Managing for change may run into the same kind of jurisdictional problems described for managing for resilience in Seed 1, but also has the problem that it is a far less institutionalized concept. When expanded to include notions of planning for adaptation (i.e. reducing negative impacts or taking advantage of positive ones), then strategies within fisheries could include, for example, the application of fishery disaster funds (Conway and Shaw, 2008; NRC, 2014), programmes for transitioning fishers toward other livelihoods (Conway and Shaw, 2008; NRC, 2014), or the promotion of new species or products in fishery markets (Bell et al., 2020). For example, a review of the human dimensions component of stock rebuilding plans in response to the 2006 reauthorization of the Magnuson Stevens Fishery Conservation and Management Act, which mandated rebuilding of fish stocks in US federal waters, indicated that associated mitigation measures were designed ad hoc based on information from direct stakeholder participation rather than social science methods, so their effectiveness is not well known (NRC, 2014). The design and evaluation of mitigation measures is therefore a fruitful area of socioeconomic research (NRC, 2014) that could be implemented via an adaptive management cycle focusing on social or governance information (Figure 3).

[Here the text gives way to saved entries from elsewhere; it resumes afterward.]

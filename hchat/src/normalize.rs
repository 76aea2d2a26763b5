//! Conversion of provider payloads into [`ChatResult`] values.
//!
//! One-shot completions and stream chunks share one conversion: a chunk is
//! first reshaped into a [`ChatCompletion`] whose choices carry the deltas as
//! messages.

use dashmap::DashMap;
use hprovider::hunyuan::{ApiMessage, ApiRole, ChatCompletion, ChatCompletionChunk, Choice};
use hprovider::{ProviderError, Role, TokenUsage, ToolCall};

use crate::{
    ChatResult, ChatResultMetadata, Generation, METADATA_FINISH_REASON, METADATA_ID,
    METADATA_ROLE, StreamAggregator,
};

/// Normalizes a one-shot completion.
///
/// A missing completion or an empty choice list is logged and yields a
/// result without generations.
pub fn to_chat_result(completion: Option<ChatCompletion>, model: &str) -> ChatResult {
    let Some(completion) = completion else {
        tracing::warn!(model, "provider returned no completion");
        return ChatResult::empty();
    };

    if completion.choices.as_ref().is_none_or(Vec::is_empty) {
        tracing::warn!(
            model,
            response_id = completion.id.as_deref().unwrap_or_default(),
            "provider returned no choices"
        );
    }

    convert(completion, model)
}

fn convert(completion: ChatCompletion, model: &str) -> ChatResult {
    let id = completion.id.unwrap_or_default();
    let generations = completion
        .choices
        .unwrap_or_default()
        .into_iter()
        .enumerate()
        .map(|(position, choice)| to_generation(&id, position, choice))
        .collect();

    ChatResult {
        generations,
        metadata: ChatResultMetadata {
            id,
            model: model.to_string(),
            usage: completion.usage.map(TokenUsage::from).unwrap_or_default(),
            created: completion.created,
        },
    }
}

fn to_generation(response_id: &str, position: usize, choice: Choice) -> Generation {
    let message = choice.message.unwrap_or_default();
    let role = message.role.map(Role::from);
    let finish_reason = choice.finish_reason.unwrap_or_default();

    let mut generation = Generation {
        index: choice.index.unwrap_or(position as u32),
        text: message.content,
        tool_calls: message.tool_calls.into_iter().map(ToolCall::from).collect(),
        finish_reason: finish_reason.clone(),
        ..Generation::default()
    };
    generation
        .metadata
        .insert(METADATA_ID.to_string(), response_id.to_string());
    generation.metadata.insert(
        METADATA_ROLE.to_string(),
        role.map(|role| role.as_str().to_string()).unwrap_or_default(),
    );
    generation
        .metadata
        .insert(METADATA_FINISH_REASON.to_string(), finish_reason);
    generation
}

/// Reshapes a stream chunk into the one-shot completion shape.
///
/// A choice without a delta becomes an empty assistant message. Fails when
/// the chunk has no response id, since fragments are correlated by it.
pub fn chunk_to_completion(chunk: ChatCompletionChunk) -> Result<ChatCompletion, ProviderError> {
    let id = chunk
        .id
        .filter(|id| !id.is_empty())
        .ok_or_else(|| ProviderError::malformed_response("stream chunk has no response id"))?;

    let choices = chunk.choices.map(|choices| {
        choices
            .into_iter()
            .map(|choice| Choice {
                index: choice.index,
                message: Some(choice.delta.unwrap_or_else(|| ApiMessage {
                    role: Some(ApiRole::Assistant),
                    ..ApiMessage::default()
                })),
                finish_reason: choice.finish_reason,
            })
            .collect()
    });

    Ok(ChatCompletion {
        id: Some(id),
        created: chunk.created,
        note: chunk.note,
        choices,
        usage: chunk.usage,
        request_id: None,
        error: None,
    })
}

/// Per-round streaming state.
///
/// Providers send the role only on the first fragment of a response; the role
/// cache carries it onto the fragments that follow. The embedded aggregator
/// tracks tool calls that arrive before the finish reason that completes them.
#[derive(Debug)]
pub struct ExchangeState {
    model: String,
    roles: DashMap<String, Role>,
    aggregate: StreamAggregator,
}

impl ExchangeState {
    pub fn new(model: impl Into<String>) -> Self {
        Self {
            model: model.into(),
            roles: DashMap::new(),
            aggregate: StreamAggregator::new(),
        }
    }

    /// Returns the cached role for `response_id`, seeding the cache with
    /// `incoming` when nothing is cached yet.
    pub fn role_for(&self, response_id: &str, incoming: Option<Role>) -> Option<Role> {
        if let Some(cached) = self.roles.get(response_id) {
            return Some(*cached);
        }

        incoming.map(|role| *self.roles.entry(response_id.to_string()).or_insert(role))
    }

    /// Normalizes one chunk. Usage is left empty on the returned fragment;
    /// the exchange aggregate keeps the last usage the provider reported.
    pub fn normalize(&mut self, chunk: ChatCompletionChunk) -> Result<ChatResult, ProviderError> {
        let mut completion = chunk_to_completion(chunk)?;
        let response_id = completion.id.clone().unwrap_or_default();

        for choice in completion.choices.iter_mut().flatten() {
            if let Some(message) = choice.message.as_mut() {
                let role = self.role_for(&response_id, message.role.map(Role::from));
                message.role = role.map(ApiRole::from);
            }
        }

        let mut result = convert(completion, &self.model);
        self.aggregate.absorb(&result);
        result.metadata.usage = TokenUsage::default();

        Ok(result)
    }

    /// Whether the fragments seen so far complete a tool request.
    pub fn requests_tools(&self) -> bool {
        self.aggregate.requests_tools()
    }

    /// Everything received in this round, reduced to one result.
    pub fn aggregated(&self) -> ChatResult {
        self.aggregate.snapshot()
    }
}

#[cfg(test)]
mod tests {
    use hprovider::hunyuan::{ApiFunctionCall, ApiToolCall, ApiUsage, ChunkChoice};

    use super::*;

    fn completion(choices: Option<Vec<Choice>>) -> ChatCompletion {
        ChatCompletion {
            id: Some("resp-1".to_string()),
            created: Some(1_700_000_000),
            choices,
            usage: Some(ApiUsage {
                prompt_tokens: 5,
                completion_tokens: 7,
                total_tokens: 12,
            }),
            ..ChatCompletion::default()
        }
    }

    fn chunk(
        id: &str,
        role: Option<ApiRole>,
        content: &str,
        finish_reason: &str,
    ) -> ChatCompletionChunk {
        ChatCompletionChunk {
            id: Some(id.to_string()),
            choices: Some(vec![ChunkChoice {
                index: Some(0),
                delta: Some(ApiMessage {
                    role,
                    content: content.to_string(),
                    ..ApiMessage::default()
                }),
                finish_reason: Some(finish_reason.to_string()),
            }]),
            ..ChatCompletionChunk::default()
        }
    }

    #[test]
    fn one_shot_completion_maps_to_generations_with_metadata() {
        let result = to_chat_result(
            Some(completion(Some(vec![Choice {
                index: Some(0),
                message: Some(ApiMessage {
                    role: Some(ApiRole::Assistant),
                    content: "Sunny".to_string(),
                    ..ApiMessage::default()
                }),
                finish_reason: Some("stop".to_string()),
            }]))),
            "hunyuan-pro",
        );

        let generation = &result.generations[0];
        assert_eq!(generation.text, "Sunny");
        assert_eq!(generation.metadata_value(METADATA_ID), "resp-1");
        assert_eq!(generation.metadata_value(METADATA_ROLE), "assistant");
        assert_eq!(generation.metadata_value(METADATA_FINISH_REASON), "stop");
        assert_eq!(result.metadata.model, "hunyuan-pro");
        assert_eq!(result.metadata.usage.total_tokens, 12);
        assert_eq!(result.metadata.created, Some(1_700_000_000));
    }

    #[test]
    fn absent_fields_become_empty_sentinels() {
        let result = to_chat_result(
            Some(ChatCompletion {
                choices: Some(vec![Choice::default()]),
                ..ChatCompletion::default()
            }),
            "hunyuan-lite",
        );

        let generation = &result.generations[0];
        assert_eq!(generation.text, "");
        for key in [METADATA_ID, METADATA_ROLE, METADATA_FINISH_REASON] {
            assert_eq!(generation.metadata.get(key).map(String::as_str), Some(""));
        }
    }

    #[test]
    fn missing_completion_or_choices_yield_empty_results() {
        assert!(to_chat_result(None, "hunyuan-pro").is_empty());
        assert!(to_chat_result(Some(completion(None)), "hunyuan-pro").is_empty());

        let empty_choices = to_chat_result(Some(completion(Some(Vec::new()))), "hunyuan-pro");
        assert!(empty_choices.is_empty());
        assert_eq!(empty_choices.metadata.id, "resp-1");
    }

    #[test]
    fn tool_calls_are_carried_onto_the_generation() {
        let result = to_chat_result(
            Some(completion(Some(vec![Choice {
                index: None,
                message: Some(ApiMessage {
                    role: Some(ApiRole::Assistant),
                    tool_calls: vec![ApiToolCall {
                        id: "call-1".to_string(),
                        kind: "function".to_string(),
                        function: ApiFunctionCall {
                            name: "weather".to_string(),
                            arguments: "{}".to_string(),
                        },
                        index: None,
                    }],
                    ..ApiMessage::default()
                }),
                finish_reason: Some("tool_calls".to_string()),
            }]))),
            "hunyuan-pro",
        );

        assert_eq!(result.generations[0].index, 0);
        assert_eq!(
            result.generations[0].tool_calls,
            vec![ToolCall::new("call-1", "weather", "{}")]
        );
    }

    #[test]
    fn chunk_without_delta_is_an_empty_assistant_message() {
        let completion = chunk_to_completion(ChatCompletionChunk {
            id: Some("resp-2".to_string()),
            choices: Some(vec![ChunkChoice {
                index: Some(0),
                delta: None,
                finish_reason: Some("stop".to_string()),
            }]),
            ..ChatCompletionChunk::default()
        })
        .expect("chunk converts");

        let choice = &completion.choices.expect("choices")[0];
        let message = choice.message.as_ref().expect("message");
        assert_eq!(message.role, Some(ApiRole::Assistant));
        assert_eq!(message.content, "");
    }

    #[test]
    fn chunk_without_id_fails() {
        let error = chunk_to_completion(ChatCompletionChunk::default()).expect_err("id required");
        assert_eq!(error.kind, hprovider::ProviderErrorKind::MalformedResponse);
    }

    #[test]
    fn role_cache_is_seeded_by_the_first_fragment_with_a_role() {
        let mut state = ExchangeState::new("hunyuan-pro");

        let first = state.normalize(chunk("resp-1", None, "", "")).expect("first");
        assert_eq!(first.generations[0].metadata_value(METADATA_ROLE), "");

        let second = state
            .normalize(chunk("resp-1", Some(ApiRole::Assistant), "Hi", ""))
            .expect("second");
        assert_eq!(second.generations[0].metadata_value(METADATA_ROLE), "assistant");

        let third = state
            .normalize(chunk("resp-1", Some(ApiRole::User), " there", "stop"))
            .expect("third");
        assert_eq!(third.generations[0].metadata_value(METADATA_ROLE), "assistant");
    }

    #[test]
    fn role_cache_is_keyed_by_response_id() {
        let state = ExchangeState::new("hunyuan-pro");
        assert_eq!(state.role_for("a", Some(Role::Assistant)), Some(Role::Assistant));
        assert_eq!(state.role_for("b", None), None);
        assert_eq!(state.role_for("a", None), Some(Role::Assistant));
    }

    #[test]
    fn fragments_have_empty_usage_and_feed_the_aggregate() {
        let mut state = ExchangeState::new("hunyuan-pro");
        let mut with_usage = chunk("resp-1", Some(ApiRole::Assistant), "Hel", "");
        with_usage.usage = Some(ApiUsage {
            prompt_tokens: 1,
            completion_tokens: 1,
            total_tokens: 2,
        });

        let fragment = state.normalize(with_usage).expect("fragment");
        state
            .normalize(chunk("resp-1", None, "lo", "stop"))
            .expect("fragment");

        assert!(fragment.metadata.usage.is_empty());
        assert_eq!(state.aggregated().text(), "Hello");
        assert_eq!(state.aggregated().metadata.usage.total_tokens, 2);
        assert!(!state.requests_tools());
    }
}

Management adaptation is not only pertinent because of large ecological changes (e.g. distributional changes or changes in stock status due to climate change) but also because of social changes such as privatization or gentrification (Clay and Olson, 2008; Olson 2011; Colburn and Jepson, 2012). It therefore may require decision-making pertaining to future goals of what a community should look like. As in Seed 1, changes to governance may be needed: strong leadership and co-management arrangements may be key components in effectively supporting the need for transitions and maintaining social resilience through transitions (Kaplan and McCay, 2004; Armitage et al. 2009; Gutiérrez et al., 2011; Heenan et al., 2015), as well as implementing adaptation options (Moser and Ekstrom, 2010).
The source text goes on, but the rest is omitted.